** DATA IN THIS EXERCISE follows **
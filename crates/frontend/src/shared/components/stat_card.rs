use crate::shared::icons::icon;
use leptos::prelude::*;

/// Тон карточки показателя
#[derive(Debug, Clone, Copy, PartialEq, Eq, Default)]
pub enum StatTone {
    #[default]
    Neutral,
    Good,
    Warning,
    Bad,
}

impl StatTone {
    fn class(&self) -> &'static str {
        match self {
            StatTone::Neutral => "stat-card",
            StatTone::Good => "stat-card stat-card--success",
            StatTone::Warning => "stat-card stat-card--warning",
            StatTone::Bad => "stat-card stat-card--error",
        }
    }
}

/// Формат значения
#[derive(Debug, Clone, Copy, PartialEq, Eq)]
pub enum StatFormat {
    Integer,
    Percent,
}

pub fn format_thousands(n: i64) -> String {
    let s = n.abs().to_string();
    let mut result = String::new();
    for (i, ch) in s.chars().rev().enumerate() {
        if i > 0 && i % 3 == 0 {
            result.push('\u{00a0}');
        }
        result.push(ch);
    }
    if n < 0 {
        result.push('-');
    }
    result.chars().rev().collect()
}

fn format_value(val: f64, fmt: StatFormat) -> String {
    match fmt {
        StatFormat::Integer => format_thousands(val.round() as i64),
        StatFormat::Percent => format!("{:.1}%", val).replace('.', ","),
    }
}

#[component]
pub fn StatCard(
    #[prop(into)]
    label: String,
    /// Имя иконки для icon()
    #[prop(into)]
    icon_name: String,
    /// None пока данные грузятся
    #[prop(into)]
    value: Signal<Option<f64>>,
    format: StatFormat,
    #[prop(optional, into)]
    tone: Signal<StatTone>,
    #[prop(optional, into)]
    subtitle: Signal<Option<String>>,
    /// Клик по карточке (переход к списку)
    #[prop(optional)]
    on_click: Option<Callback<()>>,
) -> impl IntoView {
    let formatted = move || match value.get() {
        Some(v) => format_value(v, format),
        None => "—".to_string(),
    };

    view! {
        <div
            class=move || tone.get().class()
            class:stat-card--clickable=on_click.is_some()
            on:click=move |_| {
                if let Some(cb) = on_click {
                    cb.run(());
                }
            }
        >
            <div class="stat-card__icon">{icon(&icon_name)}</div>
            <div class="stat-card__content">
                <div class="stat-card__label">{label}</div>
                <div class="stat-card__value">{formatted}</div>
                {move || subtitle.get().map(|s| view! { <div class="stat-card__subtitle">{s}</div> })}
            </div>
        </div>
    }
}

#[cfg(test)]
mod tests {
    use super::*;

    #[test]
    fn test_format_thousands() {
        assert_eq!(format_thousands(0), "0");
        assert_eq!(format_thousands(1234567), "1\u{00a0}234\u{00a0}567");
        assert_eq!(format_thousands(-1500), "-1\u{00a0}500");
    }

    #[test]
    fn test_format_percent() {
        assert_eq!(format_value(87.26, StatFormat::Percent), "87,3%");
        assert_eq!(format_value(12.0, StatFormat::Integer), "12");
    }
}
pub mod aggregate;

pub use aggregate::{
    Frequency, GenerateResult, PlanStatus, PlanStatusResponse, PmPlan, PmPlanDto, PmPlanId,
    PmPlanItem,
};
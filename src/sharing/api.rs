//! The remote recipients service consumed by the provider.

use async_trait::async_trait;

use crate::error::ProviderError;
use crate::sharing::model::{CreateRecipient, RecipientInfo, UpdateRecipient};

/// Client for the recipients endpoints of the sharing service.
///
/// Implementations own transport concerns: authentication, retries and
/// timeouts. Errors should use the [`ProviderError`] variant matching the
/// remote failure, in particular [`ProviderError::NotFound`] for a missing
/// recipient. The provider passes them on unchanged.
///
/// Dropping a returned future cancels the call.
#[async_trait]
pub trait RecipientsApi: Send + Sync {
    /// Create a recipient and return it as the server stored it.
    async fn create(&self, request: CreateRecipient) -> Result<RecipientInfo, ProviderError>;

    /// Fetch a recipient by name.
    async fn get_by_name(&self, name: &str) -> Result<RecipientInfo, ProviderError>;

    /// Apply an update. Fields left as `None` are not touched.
    async fn update(&self, request: UpdateRecipient) -> Result<(), ProviderError>;

    /// Delete a recipient by name.
    async fn delete_by_name(&self, name: &str) -> Result<(), ProviderError>;
}
//! Data-sharing recipients: API model, client seam and the managed resource.

mod api;
pub mod model;
pub mod recipient;

pub use api::RecipientsApi;
pub use model::{
    AuthenticationType, CreateRecipient, IpAccessList, RecipientInfo, RecipientTokenInfo,
    SecurablePropertiesKvPairs, UpdateRecipient, SERVER_MANAGED_PREFIX,
};
pub use recipient::{
    recipient_properties_suppress, recipient_schema, RecipientResource, RESOURCE_TYPE,
};
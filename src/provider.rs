//! The host-facing provider surface.
//!
//! [`ProviderService`] is what a host drives: schema discovery,
//! configuration, planning and the resource lifecycle, all in terms of JSON
//! state. [`SharingProvider`] implements it for the resources in
//! [`sharing`](crate::sharing).

use std::sync::Arc;

use async_trait::async_trait;
use serde_json::Value;
use tracing::{debug, error, info, instrument};

use crate::error::ProviderError;
use crate::schema::{Diagnostic, ProviderSchema, Schema};
use crate::sharing::{RecipientResource, RecipientsApi, RESOURCE_TYPE};
use crate::types::{ImportedResource, PlanResult, ProviderMetadata};
use crate::validation;

/// Trait that provider implementations must implement.
///
/// # Example
///
/// ```ignore
/// use hemmer_provider_sharing::{ProviderService, ProviderError, PlanResult, ProviderSchema};
/// use hemmer_provider_sharing::schema::{Schema, Attribute, Diagnostic};
///
/// struct MyProvider;
///
/// #[async_trait::async_trait]
/// impl ProviderService for MyProvider {
///     fn schema(&self) -> ProviderSchema {
///         ProviderSchema::new()
///             .with_resource("example_resource", Schema::v0()
///                 .with_attribute("name", Attribute::required_string()))
///     }
///
///     async fn configure(
///         &self,
///         config: serde_json::Value,
///     ) -> Result<Vec<Diagnostic>, ProviderError> {
///         Ok(vec![])
///     }
///
///     // ... implement other methods
/// }
/// ```
#[async_trait]
pub trait ProviderService: Send + Sync + 'static {
    // =========================================================================
    // Schema & Metadata
    // =========================================================================

    /// Return the provider's schema including all resources.
    fn schema(&self) -> ProviderSchema;

    /// Return provider metadata, derived from the schema by default.
    fn metadata(&self) -> ProviderMetadata {
        let mut resources: Vec<String> = self.schema().resources.keys().cloned().collect();
        resources.sort();
        ProviderMetadata { resources }
    }

    // =========================================================================
    // Provider Lifecycle
    // =========================================================================

    /// Validate the provider configuration against the provider schema.
    async fn validate_provider_config(
        &self,
        config: Value,
    ) -> Result<Vec<Diagnostic>, ProviderError> {
        Ok(validation::validate(&self.schema().provider, &config))
    }

    /// Configure the provider.
    /// Returns diagnostics (errors and warnings).
    async fn configure(&self, config: Value) -> Result<Vec<Diagnostic>, ProviderError>;

    // =========================================================================
    // Resource Operations
    // =========================================================================

    /// Validate a resource's configuration against its schema.
    async fn validate_resource_config(
        &self,
        resource_type: &str,
        config: Value,
    ) -> Result<Vec<Diagnostic>, ProviderError> {
        let schema = self.schema();
        let resource_schema: &Schema = schema
            .resources
            .get(resource_type)
            .ok_or_else(|| ProviderError::UnknownResource(resource_type.to_string()))?;
        Ok(validation::validate(resource_schema, &config))
    }

    /// Plan changes for a resource.
    async fn plan(
        &self,
        resource_type: &str,
        prior_state: Option<Value>,
        proposed_state: Value,
        config: Value,
    ) -> Result<PlanResult, ProviderError>;

    /// Create a new resource.
    async fn create(&self, resource_type: &str, planned_state: Value)
        -> Result<Value, ProviderError>;

    /// Read the current state of a resource.
    async fn read(&self, resource_type: &str, current_state: Value)
        -> Result<Value, ProviderError>;

    /// Update an existing resource.
    async fn update(
        &self,
        resource_type: &str,
        prior_state: Value,
        planned_state: Value,
    ) -> Result<Value, ProviderError>;

    /// Delete a resource.
    async fn delete(&self, resource_type: &str, current_state: Value)
        -> Result<(), ProviderError>;

    /// Import existing infrastructure into management.
    async fn import_resource(
        &self,
        resource_type: &str,
        _id: &str,
    ) -> Result<Vec<ImportedResource>, ProviderError> {
        Err(ProviderError::InvalidRequest(format!(
            "Import not supported for resource type: {}",
            resource_type
        )))
    }
}

/// Provider for data-sharing resources.
///
/// The API client is injected; the provider itself holds no connection
/// state, so `configure` only validates.
#[derive(Debug, Clone)]
pub struct SharingProvider {
    recipients: RecipientResource,
}

impl SharingProvider {
    /// Create a provider that talks to the service through `api`.
    pub fn new(api: Arc<dyn RecipientsApi>) -> Self {
        Self {
            recipients: RecipientResource::new(api),
        }
    }

    /// The recipient resource, for direct lifecycle calls.
    pub fn recipients(&self) -> &RecipientResource {
        &self.recipients
    }

    fn resource(&self, resource_type: &str) -> Result<&RecipientResource, ProviderError> {
        match resource_type {
            RESOURCE_TYPE => Ok(&self.recipients),
            other => Err(ProviderError::UnknownResource(other.to_string())),
        }
    }
}

fn logged<T>(
    operation: &str,
    resource_type: &str,
    result: Result<T, ProviderError>,
) -> Result<T, ProviderError> {
    match &result {
        Ok(_) => debug!(resource_type, operation, "Completed successfully"),
        Err(e) => error!(resource_type, operation, error = %e, "Failed"),
    }
    result
}

#[async_trait]
impl ProviderService for SharingProvider {
    fn schema(&self) -> ProviderSchema {
        ProviderSchema::new()
            .with_provider_config(Schema::v0())
            .with_resource(RESOURCE_TYPE, self.recipients.schema().clone())
    }

    #[instrument(skip_all, name = "provider.configure")]
    async fn configure(&self, config: Value) -> Result<Vec<Diagnostic>, ProviderError> {
        let diagnostics = self.validate_provider_config(config).await?;
        info!(diagnostics = diagnostics.len(), "Provider configured");
        Ok(diagnostics)
    }

    #[instrument(skip(self, prior_state, proposed_state, _config), name = "provider.plan")]
    async fn plan(
        &self,
        resource_type: &str,
        prior_state: Option<Value>,
        proposed_state: Value,
        _config: Value,
    ) -> Result<PlanResult, ProviderError> {
        debug!(is_create = prior_state.is_none(), "Plan called");
        let result = self
            .resource(resource_type)
            .and_then(|r| r.plan(prior_state.as_ref(), &proposed_state));
        if let Ok(plan) = &result {
            info!(
                changes = plan.changes.len(),
                requires_replace = plan.requires_replace,
                "Plan completed"
            );
        }
        logged("plan", resource_type, result)
    }

    #[instrument(skip(self, planned_state), name = "provider.create")]
    async fn create(
        &self,
        resource_type: &str,
        planned_state: Value,
    ) -> Result<Value, ProviderError> {
        let result = match self.resource(resource_type) {
            Ok(resource) => resource.create(planned_state).await,
            Err(e) => Err(e),
        };
        logged("create", resource_type, result)
    }

    #[instrument(skip(self, current_state), name = "provider.read")]
    async fn read(
        &self,
        resource_type: &str,
        current_state: Value,
    ) -> Result<Value, ProviderError> {
        let result = match self.resource(resource_type) {
            Ok(resource) => resource.read(current_state).await,
            Err(e) => Err(e),
        };
        logged("read", resource_type, result)
    }

    #[instrument(skip(self, prior_state, planned_state), name = "provider.update")]
    async fn update(
        &self,
        resource_type: &str,
        prior_state: Value,
        planned_state: Value,
    ) -> Result<Value, ProviderError> {
        let result = match self.resource(resource_type) {
            Ok(resource) => resource.update(prior_state, planned_state).await,
            Err(e) => Err(e),
        };
        logged("update", resource_type, result)
    }

    #[instrument(skip(self, current_state), name = "provider.delete")]
    async fn delete(&self, resource_type: &str, current_state: Value) -> Result<(), ProviderError> {
        let result = match self.resource(resource_type) {
            Ok(resource) => resource.delete(current_state).await,
            Err(e) => Err(e),
        };
        logged("delete", resource_type, result)
    }

    #[instrument(skip(self), name = "provider.import_resource")]
    async fn import_resource(
        &self,
        resource_type: &str,
        id: &str,
    ) -> Result<Vec<ImportedResource>, ProviderError> {
        let result = match self.resource(resource_type) {
            Ok(resource) => resource.import(id).await.map(|imported| vec![imported]),
            Err(e) => Err(e),
        };
        logged("import", resource_type, result)
    }
}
** End of DATA IN THIS EXERCISE **
▸ **WHAT THE EXERCISE ASKS**
Return only the lines of the records in which the string "instrument" appears.

▸ **EXERCISE ANSWER**
use tracing::{debug, error, info, instrument};
    #[instrument(skip_all, name = "provider.configure")]
    #[instrument(skip(self, prior_state, proposed_state, _config), name = "provider.plan")]
    #[instrument(skip(self, planned_state), name = "provider.create")]
    #[instrument(skip(self, current_state), name = "provider.read")]
    #[instrument(skip(self, prior_state, planned_state), name = "provider.update")]
    #[instrument(skip(self, current_state), name = "provider.delete")]
    #[instrument(skip(self), name = "provider.import_resource")]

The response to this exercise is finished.